──────── Extracted records

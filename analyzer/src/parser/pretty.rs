use std::fmt;

use super::ast::{BinOpKind, Expr, ExprKind, Precedence};

/// Which operand of a binary operator is being rendered.
#[derive(Debug, Clone, Copy, PartialEq, Eq)]
pub enum Side {
    Left,
    Right,
}

/// Whether an operand whose top-level construct has precedence `child` must be
/// parenthesised on `side` of `op` to parse back into the same tree.
///
/// Looser operands are always wrapped. Equally loose operands are wrapped on the
/// side associativity would regroup: the right side of `-`, `/` (and `+`, `*`)
/// and the left side of `^`.
pub fn needs_parens(op: BinOpKind, side: Side, child: Precedence) -> bool {
    let prec = op.precedence();
    if child != prec {
        return child < prec;
    }
    match side {
        Side::Left => op.is_right_assoc(),
        Side::Right => !op.is_right_assoc(),
    }
}

impl Expr {
    /// Renders the expression with single spaces around binary operators and the
    /// minimum parentheses needed to parse back into the same tree.
    ///
    /// ```text
    /// `(2+3)*4`  -> `(2 + 3) * 4`
    /// `2^(3^2)`  -> `2 ^ 3 ^ 2`
    /// `(2^3)^2`  -> `(2 ^ 3) ^ 2`
    /// `--x`      -> `--x`
    /// ```
    pub fn pretty(&self) -> String {
        let mut out = String::new();
        self.pretty_into(&mut out);
        out
    }

    fn pretty_into(&self, out: &mut String) {
        match &self.kind {
            ExprKind::Number(value) => out.push_str(&value.to_string()),
            ExprKind::Variable => out.push('x'),
            ExprKind::Constant(c) => out.push_str(c.as_str()),
            ExprKind::Unary { op, expr } => {
                out.push_str(op.as_str());
                wrap_if(out, expr, expr.precedence() < Precedence::Unary);
            }
            ExprKind::Binary { op, left, right } => {
                wrap_if(out, left, needs_parens(*op, Side::Left, left.precedence()));
                out.push(' ');
                out.push_str(op.as_str());
                out.push(' ');
                wrap_if(out, right, needs_parens(*op, Side::Right, right.precedence()));
            }
            ExprKind::Call { func, arg } => {
                out.push_str(func.as_str());
                out.push('(');
                arg.pretty_into(out);
                out.push(')');
            }
        }
    }
}

fn wrap_if(out: &mut String, expr: &Expr, parens: bool) {
    if parens {
        out.push('(');
        expr.pretty_into(out);
        out.push(')');
    } else {
        expr.pretty_into(out);
    }
}

impl fmt::Display for Expr {
    fn fmt(&self, f: &mut fmt::Formatter<'_>) -> fmt::Result {
        f.write_str(&self.pretty())
    }
}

────────────────

Exercise objective: Nothing beyond the line containing "let prec = op.precedence();" is to be output; the lines above, from the first one onward to that line, are to be transcribed exactly.

Exercise response:
filename analyzer/src/parser/pretty.rs
use std::fmt;

use super::ast::{BinOpKind, Expr, ExprKind, Precedence};

/// Which operand of a binary operator is being rendered.
#[derive(Debug, Clone, Copy, PartialEq, Eq)]
pub enum Side {
    Left,
    Right,
}

/// Whether an operand whose top-level construct has precedence `child` must be
/// parenthesised on `side` of `op` to parse back into the same tree.
///
/// Looser operands are always wrapped. Equally loose operands are wrapped on the
/// side associativity would regroup: the right side of `-`, `/` (and `+`, `*`)
/// and the left side of `^`.
pub fn needs_parens(op: BinOpKind, side: Side, child: Precedence) -> bool {
    let prec = op.precedence();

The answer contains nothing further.